How to Prevent Inventory Overselling in High‑Traffic E‑Commerce Systems
This article explains several common technical solutions—locking queues, update‑statement limits, optimistic locking, temporary tables, and Redis pre‑stocking—to prevent inventory overselling, comparing their suitability for different concurrency levels and recommending the best approach for high‑traffic scenarios.
In everyday shopping, selling more of a regular product is ideal, but some loss‑making promotions set prices so low that they must be sold quickly, creating a risk of inventory overselling; the more the sales exceed the limit, the greater the loss.
1. Lock Queue
Principle: Use a lock to make threads process business logic sequentially. This method is simple to implement but performs poorly under high concurrency.
2. Update Statement Limitation
Principle: When reducing stock, the SQL update includes a condition that stock > 0 and returns the number of affected rows. If the affected rows > 0, the stock deduction succeeds; if < 0, it fails. This effectively prevents overselling but becomes a bottleneck in high‑concurrency scenarios because the database is the limiting factor.
3. Database Optimistic Lock
Principle: Add a version field to the product table. Each update includes the current version as a condition; the database returns the number of affected rows. If > 0, the deduction succeeds; otherwise it fails, indicating a concurrent modification.
4. Temporary Table Method
Principle: When reducing stock, first query a log table (creating a record if none exists). The operation checks the log’s version; if another thread has already updated it, the deduction fails and the transaction is rolled back, thus preventing overselling.

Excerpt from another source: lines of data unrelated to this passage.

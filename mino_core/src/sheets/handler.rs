use async_trait::async_trait;
use reqwest::{Client, RequestBuilder};
use tokio::sync::OnceCell;

use super::auth::ServiceAccountAuth;
use super::dto::{DriveFileList, SheetTable, ValueRange};
use super::{SheetError, SheetSource};
use crate::config::{SheetConfig, SheetCredentials, SpreadsheetLocator};

const SHEETS_API: &str = "https://sheets.googleapis.com/v4";
const DRIVE_API: &str = "https://www.googleapis.com/drive/v3";
const SPREADSHEET_MIME: &str = "application/vnd.google-apps.spreadsheet";

pub enum SheetAuth {
    ServiceAccount(ServiceAccountAuth),
    ApiKey(String),
}

/// Google Sheets v4 reader. Every `read_table` call fetches the whole
/// worksheet, nothing is cached apart from the access token and the
/// spreadsheet id.
pub struct GoogleSheets {
    client: Client,
    auth: SheetAuth,
    spreadsheet: SpreadsheetLocator,
    resolved_id: OnceCell<String>,
    sheets_api: String,
    drive_api: String,
}

impl GoogleSheets {
    pub fn new(auth: SheetAuth, spreadsheet: SpreadsheetLocator) -> Self {
        Self {
            client: Client::new(),
            auth,
            spreadsheet,
            resolved_id: OnceCell::new(),
            sheets_api: SHEETS_API.to_string(),
            drive_api: DRIVE_API.to_string(),
        }
    }

    pub fn from_config(config: &SheetConfig) -> Result<Self, SheetError> {
        let auth = match &config.credentials {
            SheetCredentials::ServiceAccount(path) => {
                SheetAuth::ServiceAccount(ServiceAccountAuth::from_file(path)?)
            }
            SheetCredentials::ApiKey(key) => SheetAuth::ApiKey(key.clone()),
        };
        Ok(Self::new(auth, config.spreadsheet.clone()))
    }

    /// Points the client at other API roots, used against mock servers.
    pub fn with_endpoints(mut self, sheets_api: &str, drive_api: &str) -> Self {
        self.sheets_api = sheets_api.trim_end_matches('/').to_string();
        self.drive_api = drive_api.trim_end_matches('/').to_string();
        self
    }

    async fn authorize(&self, request: RequestBuilder) -> Result<RequestBuilder, SheetError> {
        match &self.auth {
            SheetAuth::ApiKey(key) => Ok(request.query(&[("key", key.as_str())])),
            SheetAuth::ServiceAccount(auth) => {
                let token = auth.access_token(&self.client).await?;
                Ok(request.bearer_auth(token))
            }
        }
    }

    async fn spreadsheet_id(&self) -> Result<&str, SheetError> {
        let id = self
            .resolved_id
            .get_or_try_init(|| async {
                match &self.spreadsheet {
                    SpreadsheetLocator::Id(id) => Ok(id.clone()),
                    SpreadsheetLocator::Name(name) => self.find_spreadsheet(name).await,
                }
            })
            .await?;
        Ok(id.as_str())
    }

    async fn find_spreadsheet(&self, name: &str) -> Result<String, SheetError> {
        let query = format!(
            "name = '{}' and mimeType = '{}' and trashed = false",
            name.replace('\\', "\\\\").replace('\'', "\\'"),
            SPREADSHEET_MIME
        );

        let request = self
            .client
            .get(format!("{}/files", self.drive_api))
            .query(&[
                ("q", query.as_str()),
                ("fields", "files(id,name)"),
                ("supportsAllDrives", "true"),
                ("includeItemsFromAllDrives", "true"),
            ]);
        let response = self.authorize(request).await?.send().await?;
        let status = response.status();
        if !status.is_success() {
            let body = response.text().await.unwrap_or_default();
            return Err(SheetError::Status {
                status: status.as_u16(),
                body,
            });
        }

        let list: DriveFileList = response.json().await?;
        let file = list
            .files
            .into_iter()
            .next()
            .ok_or_else(|| SheetError::NotFound(format!("spreadsheet '{}'", name)))?;

        log::info!("Resolved spreadsheet '{}' to id {}", name, file.id);
        Ok(file.id)
    }
}

/// A1 range covering a whole worksheet.
fn sheet_range(worksheet: &str) -> String {
    format!("'{}'", worksheet.replace('\'', "''"))
}

#[async_trait]
impl SheetSource for GoogleSheets {
    async fn read_table(&self, worksheet: &str) -> Result<SheetTable, SheetError> {
        let id = self.spreadsheet_id().await?;
        let url = format!(
            "{}/spreadsheets/{}/values/{}",
            self.sheets_api,
            id,
            urlencoding::encode(&sheet_range(worksheet))
        );

        let request = self
            .client
            .get(&url)
            .query(&[("majorDimension", "ROWS")]);
        let response = self.authorize(request).await?.send().await?;

        let status = response.status();
        if status.as_u16() == 404 {
            return Err(SheetError::NotFound(format!("worksheet '{}'", worksheet)));
        }
        if !status.is_success() {
            let body = response
                .text()
                .await
                .unwrap_or_else(|_| "Unable to read error body".to_string());
            return Err(SheetError::Status {
                status: status.as_u16(),
                body,
            });
        }

        let range: ValueRange = response.json().await?;
        Ok(SheetTable::from_values(range.values))
    }
}

#[cfg(test)]
mod tests {
    use super::*;
    use crate::sheets::dto::ServiceAccountKey;
    use serde_json::json;
    use wiremock::matchers::{body_string_contains, header, method, path, path_regex, query_param};
    use wiremock::{Mock, MockServer, ResponseTemplate};

    const TEST_KEY: &str = include_str!("test_key.pem");

    fn player_values() -> serde_json::Value {
        json!({
            "range": "'Player List'!A1:C3",
            "majorDimension": "ROWS",
            "values": [
                ["Player", "Rarity", "Club"],
                ["Messi", "Legendary", "Inter Miami"],
                ["Pele", "Icon"]
            ]
        })
    }

    #[test]
    fn test_sheet_range_quotes_names() {
        assert_eq!(sheet_range("Player List"), "'Player List'");
        assert_eq!(sheet_range("Bob's"), "'Bob''s'");
    }

    #[tokio::test]
    async fn test_read_table_with_api_key() {
        let server = MockServer::start().await;
        Mock::given(method("GET"))
            .and(path_regex(r"^/spreadsheets/sheet-1/values/.+Player.+List.+$"))
            .and(query_param("key", "secret"))
            .respond_with(ResponseTemplate::new(200).set_body_json(player_values()))
            .expect(1)
            .mount(&server)
            .await;

        let sheets = GoogleSheets::new(
            SheetAuth::ApiKey("secret".to_string()),
            SpreadsheetLocator::Id("sheet-1".to_string()),
        )
        .with_endpoints(&server.uri(), &server.uri());

        let table = sheets.read_table("Player List").await.unwrap();
        assert_eq!(table.headers, vec!["Player", "Rarity", "Club"]);
        assert_eq!(table.rows[1], vec!["Pele", "Icon", ""]);
    }

    #[tokio::test]
    async fn test_read_table_maps_errors() {
        let server = MockServer::start().await;
        Mock::given(method("GET"))
            .and(path_regex(r"^/spreadsheets/missing/values/.*$"))
            .respond_with(ResponseTemplate::new(404))
            .mount(&server)
            .await;
        Mock::given(method("GET"))
            .and(path_regex(r"^/spreadsheets/locked/values/.*$"))
            .respond_with(ResponseTemplate::new(403).set_body_string("forbidden"))
            .mount(&server)
            .await;

        let missing = GoogleSheets::new(
            SheetAuth::ApiKey("k".to_string()),
            SpreadsheetLocator::Id("missing".to_string()),
        )
        .with_endpoints(&server.uri(), &server.uri());
        assert!(matches!(
            missing.read_table("Player List").await,
            Err(SheetError::NotFound(_))
        ));

        let locked = GoogleSheets::new(
            SheetAuth::ApiKey("k".to_string()),
            SpreadsheetLocator::Id("locked".to_string()),
        )
        .with_endpoints(&server.uri(), &server.uri());
        match locked.read_table("Player List").await {
            Err(SheetError::Status { status, body }) => {
                assert_eq!(status, 403);
                assert_eq!(body, "forbidden");
            }
            other => panic!("unexpected result: {:?}", other.map(|t| t.headers)),
        }
    }

    #[tokio::test]
    async fn test_service_account_resolves_name_once() {
        let server = MockServer::start().await;

        Mock::given(method("POST"))
            .and(path("/token"))
            .and(body_string_contains("grant_type=urn"))
            .respond_with(ResponseTemplate::new(200).set_body_json(json!({
                "access_token": "tok-1",
                "expires_in": 3600,
                "token_type": "Bearer"
            })))
            .expect(1)
            .mount(&server)
            .await;

        Mock::given(method("GET"))
            .and(path("/files"))
            .and(header("authorization", "Bearer tok-1"))
            .respond_with(ResponseTemplate::new(200).set_body_json(json!({
                "files": [{"id": "resolved-id", "name": "Mino Football Earnings - 2024/25"}]
            })))
            .expect(1)
            .mount(&server)
            .await;

        Mock::given(method("GET"))
            .and(path_regex(r"^/spreadsheets/resolved-id/values/.*$"))
            .and(header("authorization", "Bearer tok-1"))
            .respond_with(ResponseTemplate::new(200).set_body_json(player_values()))
            .expect(2)
            .mount(&server)
            .await;

        let key = ServiceAccountKey {
            client_email: "bot@mino.iam.gserviceaccount.com".to_string(),
            private_key: TEST_KEY.to_string(),
            token_uri: format!("{}/token", server.uri()),
        };
        let sheets = GoogleSheets::new(
            SheetAuth::ServiceAccount(ServiceAccountAuth::new(key)),
            SpreadsheetLocator::Name("Mino Football Earnings - 2024/25".to_string()),
        )
        .with_endpoints(&server.uri(), &server.uri());

        let first = sheets.read_table("Player List").await.unwrap();
        let second = sheets.read_table("Player List").await.unwrap();
        assert_eq!(first, second);
        assert_eq!(first.rows.len(), 2);
    }

    #[tokio::test]
    async fn test_token_endpoint_failure_is_auth_error() {
        let server = MockServer::start().await;
        Mock::given(method("POST"))
            .and(path("/token"))
            .respond_with(ResponseTemplate::new(400).set_body_string("invalid_grant"))
            .mount(&server)
            .await;

        let key = ServiceAccountKey {
            client_email: "bot@mino.iam.gserviceaccount.com".to_string(),
            private_key: TEST_KEY.to_string(),
            token_uri: format!("{}/token", server.uri()),
        };
        let sheets = GoogleSheets::new(
            SheetAuth::ServiceAccount(ServiceAccountAuth::new(key)),
            SpreadsheetLocator::Id("sheet-1".to_string()),
        )
        .with_endpoints(&server.uri(), &server.uri());

        assert!(matches!(
            sheets.read_table("Player List").await,
            Err(SheetError::Auth(_))
        ));
    }

    #[test]
    fn test_bad_private_key_is_rejected() {
        let auth = ServiceAccountAuth::new(ServiceAccountKey {
            client_email: "bot@mino.iam.gserviceaccount.com".to_string(),
            private_key: "not a key".to_string(),
            token_uri: "https://oauth2.googleapis.com/token".to_string(),
        });
        assert!(matches!(auth.sign_assertion(0), Err(SheetError::Key(_))));
    }
}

5. Redis Pre‑Store Inventory
Principle: Use a scheduled task (e.g., XXL‑Job) to load product stock into Redis before the sale starts (key = product ID, value = stock). When a user places an order, decrement the Redis key with the DECRBY command. If the result remains > 0, the order proceeds; otherwise it is rejected, effectively preventing overselling.
Conclusion: Choose the solution based on the actual business scenario. For high‑concurrency environments, the Redis pre‑stocking method is recommended due to its superior performance. For lower‑traffic situations, simpler approaches such as lock queues, update‑statement limits, or optimistic locking are sufficient and easier to implement.